A pontoon ride through the past

May 31st, 2016

News Coverage:

May 30, 2016

A pontoon ride through the past

Jamie Duffy | The Journal Gazette

Fort Wayne may be known as the City of Churches, but it was a rough and rowdy road to that moniker.

In the late 1820s and 1830s, the workers on the Wabash Canal brought their bad ways with them and word reached the godly folk of the East Coast, who sent missionaries.

That is part of the history that Matt Jones, a river guide and Allen County water resource education specialist, shared Sunday with his first passengers on a 22-foot-long pontoon boat he guided on the St. Marys River.

Jones, who is also a local historian, has given Fort Wayne-oriented tours on land and water, but this was his first for Riverfront Fort Wayne Historic Tours. He was out to enjoy the hot, sunny day on the river and entertain his first passengers with “The Wickedest City in the West – Rivers, Rails and Canals.”

It seems one of the major draws of the area was the short portage between the Maumee River and the Little Wabash River. That 6- to 8-mile trek allowed water travel from the Little Wabash to the Great Wabash River, then on to the Ohio River and the Mississippi River, “all the way to New Orleans,” Jones said.

When the Europeans arrived, there was the usual frontier violence among the Native Americans, the French and the British.

The French were here between 1650 and 1660. They built their first trading post on the banks of St. Marys in 1685.

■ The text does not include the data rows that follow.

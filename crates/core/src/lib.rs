pub mod config;
pub mod error;
pub mod filter;
pub mod model;
pub mod query;
pub mod time;

pub use error::{Result, TriageError};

By 1695, Jones said, a fort was established, putting its founding on par with New Orleans. The French also treated the Native Americans in a more friendly manner, showing deference at times and living peacefully with them.

Not so with the British, who stirred up anti-French sentiment, and at the same time behaved in a superior manner, Jones added. If the French lasted 60 years, the British only lasted three. But the short portage was too good for anyone to give up.

On Oct 22, 1790, a battle took place in Fort Wayne between the U.S. Army and the Native Americans in which 300 people died. On the same date in 1794, Brig. Gen. Anthony Wayne dedicated the fort, and the town was incorporated on Oct. 22, 1823, Jones said, calling it “a huge day in Fort Wayne’s history.”

Along the way, Jones answered questions about the river itself. The deep green color, as opposed to the ideal translucent green, could be a precursor to an algae bloom, but was also indicative of the rich biodiversity of the river. When it gets really muddy and brown, that shows the level of sediment.

“I like to see the osprey fish,” he suddenly announced, pointing to overhead flying birds. “That’s a good sign.” If osprey can survive, that could mean the fish had fewer pesticides in them leading to healthier osprey.

What happens to the logs floating and stuck in the river? Nothing, which can mean some danger for boaters, but at the same time the logs close to the riverbanks become habitats for wildlife, Jones said.

The river was in good shape Sunday, said Jones when the pontoon boat arrived at the juncture of the St. Marys, St. Joseph and Maumee rivers. Usually, the St. Joe looks much clearer than the other two, he explained.

Waving to people on the riverbanks along the way was one of Jones’ rules, accompanied by a ducky honk from the boat

It was between 1840 and 1855 that the city got churchified. Concerned that Fort Wayne was a town of debauchery, missionaries arrived from nearly every denomination in the East to save sinners’ souls.

“Every time you go, you learn something new,” said Sally Schilf of Fort Wayne, who came with her husband, Ken.

“I’ve never been on a riverboat cruise,” said Suzanne Scott, also of Fort Wayne, who settled in for the hour-long ride to just enjoy herself.

Riverfront Fort Wayne is part of a three-part effort to build support for revitalizing the downtown riverfront, city officials said. Partners in Riverfront Fort Wayne include the city, the Community Foundation of Greater Fort Wayne and Capital Improvement Board.

The riverboat tours will be offered on select Sunday evenings at 5:30, 6:30 and 7:30 p.m.

Each tour can accommodate 10 people, ages 12 and up, and there is no cost. Boats launch from Headwaters Park West. Registration and payment are required online by visiting www.FortWayneParks.org.